Attention les yeux. Haut et Court présente un film d’Ilan Duran Cohen écrit par lui-même (c’est un romancier dans le mouv’) : tout un programme. Ajoutez-y un filmage en DV, qui joue la réalité en fiction, et on voit tout de suite où veut en venir Les Petits fils. Sa chapelle d’abord, celle des bobos expérimentateurs, le jeune cinéma français d’auteur qui prend des risques et se lavent les mains des problèmes de productions. Son discours ensuite, si convenu qu’il rancira à vue d’oeil : ériger la vidéo, outil de télé, en art cinématographique et sublimer le principe manipulateur de la télé-réalité sans avoir l’air d’y toucher.
Cohen revient donc aux origines du reality-show de la petite lucarne. Le plus simplement cinéma, bref le plus noble et le plus pillé : Strip-tease, l’émission qui dévoile tout, capte tout sans se faire voir par ceux qu’elle filme mais qui aime se montrer pour ceux qui la regardent. Seulement voilà, alors que le module belge n’est intéressant que par son principe ouvertement manipulateur et sa volonté de truculence fictionnelle, Cohen lui préfère l’ambition escamotée de capter le réel. Exercice mille fois revu, mais bon, pourquoi pas. Guillaume, une vingtaine d’années, vit avec sa grand-mère. Disputes, tensions, histoires de familles et pleurs à gogo, rien n’est épargné, pas même le deuil, ici la mère du jeune homme, dont les cendres reposent temporairement sur le balcon. Une enfilade de clichés dont le film ne se remettra jamais. D’autant que la machination à la Strip-tease occupe l’esprit de Cohen à 100%. Pas moyen d’apprécier la construction de cette communauté loufoque qui s’élargit à mesure que le film progresse (l’hilarant Maxime, l’homme de ménage), ni même l’interprétation, pourtant excellente à la réflexion.

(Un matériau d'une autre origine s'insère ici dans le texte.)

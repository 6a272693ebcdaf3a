pub mod codec;
pub mod signer;

use crate::core::config::ConnectorConfig;
use crate::core::connector::VenueConnector;
use crate::core::errors::ExchangeError;
use crate::core::kernel::{CodeEnvelope, RestClientBuilder, RestClientConfig};
use std::sync::Arc;

pub use codec::OkxCodec;
pub use signer::{auth_scheme, login_frame};

pub const NAME: &str = "okx";
pub const REST_URL: &str = "https://www.okx.com";
pub const WS_URL: &str = "wss://ws.okx.com:8443/ws/v5/public";
pub const WS_TESTNET_URL: &str = "wss://wspap.okx.com:8443/ws/v5/public";
pub const WS_PRIVATE_URL: &str = "wss://ws.okx.com:8443/ws/v5/private";

pub type OkxConnector = VenueConnector<OkxCodec>;

/// `{"code": "0", "msg": "", "data": [...]}`
pub fn envelope() -> CodeEnvelope {
    CodeEnvelope::with_success_code("code", "msg", 0).with_data_field("data")
}

/// Create an OKX connector
///
/// OKX serves demo trading from the production REST host; only the stream
/// host changes with `testnet`.
pub fn create_okx_connector(config: ConnectorConfig) -> Result<OkxConnector, ExchangeError> {
    let rest_config = RestClientConfig::new(
        config.resolve_base_url(REST_URL, REST_URL),
        NAME.to_string(),
    );

    let rest = RestClientBuilder::new(rest_config)
        .with_credentials(Arc::clone(&config.credentials))
        .with_auth_scheme(auth_scheme())
        .with_envelope(Arc::new(envelope()))
        .build()?;

    Ok(VenueConnector::new(
        NAME,
        rest,
        config.resolve_ws_url(WS_URL, WS_TESTNET_URL),
        config.ws,
        OkxCodec::new(),
    ))
}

Non, le cinéaste recouvre le tout d’une grossière oeillère binaire d’une futilité qui n’a d’égale qu’un narcissisme affligeant : vrai ou faux, à vous de voir. Chouette. D’autant que le dispositif craque de tout bord. Musique ouvertement mélo, cadrages impossibles à reproduire autrement que par la représentation, le cinéaste glane des indices gros comme des camions. Alors il se rattrape par deux-trois scènes estampillées intimistes, si forcées qu’elles gâchent la moindre parcelle de justesse d’un portrait de groupe déjà bien fragilisé : grand-mère et fistons à poils sous la douche, engueulades sur les souffrances du passé devant son bol de Chocapic… De deux choses l’une : soit Cohen s’est adressé aux spectateurs qui n’ont jamais regardé la télé, soit il se prend pour le fils de Jean-Luc Godard version Loft story / DV-stylo. Pour l’air du temps, ça va, pour l’Histoire, on repassera.